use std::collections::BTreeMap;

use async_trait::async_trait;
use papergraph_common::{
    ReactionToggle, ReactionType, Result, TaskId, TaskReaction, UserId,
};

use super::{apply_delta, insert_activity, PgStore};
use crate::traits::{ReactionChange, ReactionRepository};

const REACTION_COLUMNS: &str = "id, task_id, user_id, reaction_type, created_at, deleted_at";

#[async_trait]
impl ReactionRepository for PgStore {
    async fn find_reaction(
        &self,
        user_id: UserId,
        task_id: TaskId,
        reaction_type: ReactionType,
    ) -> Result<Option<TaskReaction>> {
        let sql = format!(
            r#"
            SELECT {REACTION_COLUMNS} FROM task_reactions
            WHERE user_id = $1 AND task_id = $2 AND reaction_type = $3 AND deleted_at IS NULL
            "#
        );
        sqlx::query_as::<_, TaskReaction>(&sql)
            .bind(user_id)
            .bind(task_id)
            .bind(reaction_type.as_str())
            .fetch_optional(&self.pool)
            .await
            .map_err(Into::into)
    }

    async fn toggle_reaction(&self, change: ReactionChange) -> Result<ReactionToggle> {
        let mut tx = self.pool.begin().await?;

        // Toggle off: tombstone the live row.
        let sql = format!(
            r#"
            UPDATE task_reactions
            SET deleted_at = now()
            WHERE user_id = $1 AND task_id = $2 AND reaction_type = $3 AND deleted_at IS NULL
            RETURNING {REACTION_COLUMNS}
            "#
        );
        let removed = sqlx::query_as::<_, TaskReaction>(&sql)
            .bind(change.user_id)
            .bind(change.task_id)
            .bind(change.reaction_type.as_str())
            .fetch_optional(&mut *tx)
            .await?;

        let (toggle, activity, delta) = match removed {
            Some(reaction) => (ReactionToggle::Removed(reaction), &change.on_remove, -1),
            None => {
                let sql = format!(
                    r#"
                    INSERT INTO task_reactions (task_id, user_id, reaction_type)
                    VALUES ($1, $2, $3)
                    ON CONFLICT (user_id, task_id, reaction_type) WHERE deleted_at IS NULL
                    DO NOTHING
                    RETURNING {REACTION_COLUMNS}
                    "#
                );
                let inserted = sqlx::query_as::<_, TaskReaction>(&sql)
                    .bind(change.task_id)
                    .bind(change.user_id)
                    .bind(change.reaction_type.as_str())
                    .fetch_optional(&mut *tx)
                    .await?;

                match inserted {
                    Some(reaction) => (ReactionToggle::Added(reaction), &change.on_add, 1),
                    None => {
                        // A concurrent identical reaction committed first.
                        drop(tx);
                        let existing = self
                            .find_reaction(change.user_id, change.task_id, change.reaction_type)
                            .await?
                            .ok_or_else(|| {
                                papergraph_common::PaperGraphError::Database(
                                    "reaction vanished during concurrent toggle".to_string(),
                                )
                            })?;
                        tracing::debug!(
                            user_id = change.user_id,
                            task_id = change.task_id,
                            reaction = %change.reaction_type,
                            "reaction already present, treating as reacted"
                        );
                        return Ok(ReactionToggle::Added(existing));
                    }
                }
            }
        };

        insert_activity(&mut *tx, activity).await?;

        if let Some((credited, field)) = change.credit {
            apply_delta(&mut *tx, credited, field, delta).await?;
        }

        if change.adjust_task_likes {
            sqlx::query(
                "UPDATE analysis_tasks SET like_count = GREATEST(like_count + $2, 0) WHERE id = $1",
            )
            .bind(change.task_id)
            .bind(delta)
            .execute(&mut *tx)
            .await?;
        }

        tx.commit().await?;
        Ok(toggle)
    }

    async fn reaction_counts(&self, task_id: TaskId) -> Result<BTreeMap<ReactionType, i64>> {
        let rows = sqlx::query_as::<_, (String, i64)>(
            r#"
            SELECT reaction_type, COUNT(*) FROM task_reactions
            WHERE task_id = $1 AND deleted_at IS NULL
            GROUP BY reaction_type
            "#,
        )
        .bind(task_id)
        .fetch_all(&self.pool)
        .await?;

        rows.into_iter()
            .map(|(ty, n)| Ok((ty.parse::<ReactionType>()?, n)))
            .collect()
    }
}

## About this exercise
Nothing but the lines from the one containing "WHERE task_id = $1" through the last line of the data above should be set down, word for word.

## Reply
            WHERE task_id = $1 AND deleted_at IS NULL
            GROUP BY reaction_type
            "#,
        )
        .bind(task_id)
        .fetch_all(&self.pool)
        .await?;

        rows.into_iter()
            .map(|(ty, n)| Ok((ty.parse::<ReactionType>()?, n)))
            .collect()
    }
}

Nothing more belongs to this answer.